The system may further comprise means for visualizing said differences to a user.

The means for extracting the sets of 2D body regions may perform one or more of a group consisting of background subtraction, iterative graph-cut segmentation and skin detection.

The means for determining the 3D human posture candidates may generate a first 3D human posture candidate; and flips a depth orientation of body parts represented in the first 3D human posture candidate around respective joints to generate further 3D human posture candidates from the first 3D human posture candidate.

The means for selecting the sequence of 3D human postures from the 3D human posture candidates may determine a least cost path among the 3D human posture candidates for the respective frames.

The means for selecting the sequence of 3D human postures from the 3D human posture candidates may further comprise means for refining a temporal alignment of the extracted sets of 2D body portions from each frame with 3D reference data of the human motion. In accordance with a third aspect of the present invention there is provided a data storage medium having computer code means for instructing a computing device to execute a method for human motion detection, the method comprising the steps of capturing one or more 2D input videos of the human motion; extracting sets of 2D body regions from respective frames of the 2D input videos; determining 3D human posture candidates for each of the extracted sets of 2D body regions; and selecting a sequence of.3D human postures from the 3D human posture candidates for the respective frames as representing the human motion in 3D.

BRIEF DESCRIPTION OF THE DRAWINGS

Embodiments of the invention will be better understood and readily apparent to one of ordinary skill in the art from the following written description, by way of example only, and in conjunction with the drawings, in which:

Figure 1 illustrates the block diagram of a human motion analysis system with the camera connected directly to the computer, according to an example embodiment.

Figure 2 shows a schematic top-down view drawing of an example embodiment comprising a camera. Figure 3(a) illustrates the performer standing in a standard posture. Figure 3(b) illustrates a 3D model of the performer standing in a standard posture according to an example embodiment. The dots denote joints, straight lines denote bones connecting the joints, and gray scaled regions denote body parts.

Figure 4 illustrates an example of body region extraction. Figure 4(a) shows an input image and Figure 4(b) shows the extracted body regions, according to an example embodiment.

Figure 5 illustrates the flipping of the depth orientation of body part b in the z- direction to the new orientation denoted by a dashed line, according to an example embodiment. Figure 6 illustrates an example result of posture candidate estimation according to an example embodiment Figure 6(a) shows the input image with a posture candidate overlaid. Figure 6(b) shows the skeletons of the posture candidates viewed from the front. At this viewing angle, all the posture candidates overlap exactly. Figure 6(c) shows the skeletons of the posture candidates viewed from the side. Each candidate is shown with a different gray scale.

Figure 7 illustrates an example display of detailed 3D difference by overlapping the estimated performer's postures (dark gray scale) with the corresponding expert's postures (lighter gray scale) according to an example embodiment. The overlapping postures can be rotated in 3D to show different views. The estimated performer's postures can also be overlapped with the input images for visual verification of their correctness.
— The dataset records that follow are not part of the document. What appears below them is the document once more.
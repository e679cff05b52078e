//! Token-budget pacing for the completion provider

use std::sync::Arc;
use std::time::Duration;

use tiktoken_rs::CoreBPE;

use crate::{KgqaError, Result};

/// Estimates how many tokens a prompt costs
pub trait Tokenizer: Send + Sync {
    fn count_tokens(&self, text: &str) -> usize;
}

/// Exact counts with tiktoken's cl100k_base encoding
pub struct Cl100kTokenizer {
    bpe: CoreBPE,
}

impl Cl100kTokenizer {
    pub fn new() -> Result<Self> {
        let bpe = tiktoken_rs::cl100k_base()
            .map_err(|e| KgqaError::Tokenizer(format!("failed to load cl100k_base: {}", e)))?;
        Ok(Self { bpe })
    }
}

impl Tokenizer for Cl100kTokenizer {
    fn count_tokens(&self, text: &str) -> usize {
        self.bpe.encode_ordinary(text).len()
    }
}

/// Rough estimate: 1 token ≈ 4 characters
#[derive(Debug, Default, Clone, Copy)]
pub struct ApproximateTokenizer;

impl Tokenizer for ApproximateTokenizer {
    fn count_tokens(&self, text: &str) -> usize {
        (text.len() + 3) / 4
    }
}

/// Seconds to wait after sending `tokens` so the per-minute allowance holds
///
/// `max(1.0, 60 * tokens / (tokens_per_minute * safety_margin))`
pub fn pacing_delay_secs(tokens: usize, tokens_per_minute: u64, safety_margin: f64) -> f64 {
    let allowance = tokens_per_minute as f64 * safety_margin;
    if allowance <= 0.0 {
        return 60.0;
    }
    (60.0 * tokens as f64 / allowance).max(1.0)
}

/// Computes the cooperative delay after each completion call
#[derive(Clone)]
pub struct TokenPacer {
    tokenizer: Arc<dyn Tokenizer>,
    tokens_per_minute: u64,
    safety_margin: f64,
}

impl std::fmt::Debug for TokenPacer {
    fn fmt(&self, f: &mut std::fmt::Formatter<'_>) -> std::fmt::Result {
        f.debug_struct("TokenPacer")
            .field("tokens_per_minute", &self.tokens_per_minute)
            .field("safety_margin", &self.safety_margin)
            .finish()
    }
}

impl TokenPacer {
    pub fn new(tokenizer: Arc<dyn Tokenizer>, tokens_per_minute: u64, safety_margin: f64) -> Self {
        Self {
            tokenizer,
            tokens_per_minute,
            safety_margin,
        }
    }

    /// Estimated tokens and resulting delay for `prompt`
    pub fn delay_for(&self, prompt: &str) -> (usize, Duration) {
        let tokens = self.tokenizer.count_tokens(prompt);
        let secs = pacing_delay_secs(tokens, self.tokens_per_minute, self.safety_margin);
        (tokens, Duration::from_secs_f64(secs))
    }
}

#[cfg(test)]
mod tests {
    use super::*;

    struct FixedCount(usize);

    impl Tokenizer for FixedCount {
        fn count_tokens(&self, _text: &str) -> usize {
            self.0
        }
    }

    #[test]
    fn test_delay_arithmetic() {
        let delay = pacing_delay_secs(500_000, 500_000, 0.9);
        assert!((delay - 66.666_666).abs() < 0.001, "delay was {}", delay);
    }

    #[test]
    fn test_delay_floor_is_one_second() {
        assert_eq!(pacing_delay_secs(0, 500_000, 0.9), 1.0);
        assert_eq!(pacing_delay_secs(1_000, 500_000, 0.9), 1.0);
    }

    #[test]
    fn test_pacer_uses_tokenizer() {
        let pacer = TokenPacer::new(Arc::new(FixedCount(900_000)), 500_000, 0.9);
        let (tokens, delay) = pacer.delay_for("anything");
        assert_eq!(tokens, 900_000);
        assert_eq!(delay.as_secs(), 120);
    }

    #[test]
    fn test_approximate_tokenizer() {
        assert_eq!(ApproximateTokenizer.count_tokens("test"), 1);
        assert_eq!(ApproximateTokenizer.count_tokens("testtest12"), 3);
        assert_eq!(ApproximateTokenizer.count_tokens(""), 0);
    }

    #[test]
    fn test_cl100k_counts_words() {
        let tokenizer = Cl100kTokenizer::new().unwrap();
        let tokens = tokenizer.count_tokens("Metformin treats type 2 diabetes.");
        assert!(tokens > 3 && tokens < 20, "tokens was {}", tokens);
    }
}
Figure 8 illustrates an example display of colored-coded regions overlapped with an input image for quick assessment according to an example embodiment. The darker gray scale regions indicate large error, the lighter gray scale regions indicate moderate error, and the transparent regions indicate negligible or no error.

Figure 9 illustrates the block diagram of a human motion analysis system with the camera and output device connected to the computer through a computer network, according to an example embodiment.

Figure 10 illustrates the block diagram of a human motion analysis system with the wireless input and output device, such as a hand phone or Personal Digital Assistant equipped with a camera, connected to the computer through a wireless network, according to an example embodiment. Figure 11 shows a schematic top-down view of an example . embodiment comprising multiple cameras arranged in a straight line.

Figure 12 shows a schematic top view of an example embodiment comprising multiple cameras placed around the performer.

Figure 13 shows a flow chart illustrating a method for human motion detection according to an example embodiment.

Figure 14 shows a schematic drawings of a computer system for implementing the method and system of an example embodiment.

DETAILED DESCRIPTION

The described example embodiments provide a system and method for acquiring a human performer's motion in one or more 2D videos, analyzing the 2D videos, comparing the performer's motion in the 2D videos and a 3D reference motion of an expert, computing the 3D differences between the performer's motion and the expert's motion, and delivering information regarding the 3D difference to the performer for improving the performer's motion. The system in example embodiments comprises one or more 2D cameras, a computer, an external storage device, and a display device. In a single camera configuration, the camera acquires the performer's motion in a 2D video and passes the 2D video to a computing device. In a multiple camera configuration, the cameras acquire the performer's motion simultaneously in multiple 2D videos and pass the 2D videos to the computing device.

Some portions of the description which follows are explicitly or implicitly presented in terms of algorithms and functional or symbolic representations of operations on data within a computer memory. These algorithmic descriptions and functional or symbolic representations are the means used by those skilled in the data processing arts to convey most effectively the substance of their work to others skilled in the art. An algorithm is here, and generally, conceived to be a self-consistent sequence of steps leading to a desired result. The steps are those requiring physical manipulations of physical quantities, such as electrical, magnetic or optical signals capable of being stored, transferred, combined, compared, and otherwise manipulated.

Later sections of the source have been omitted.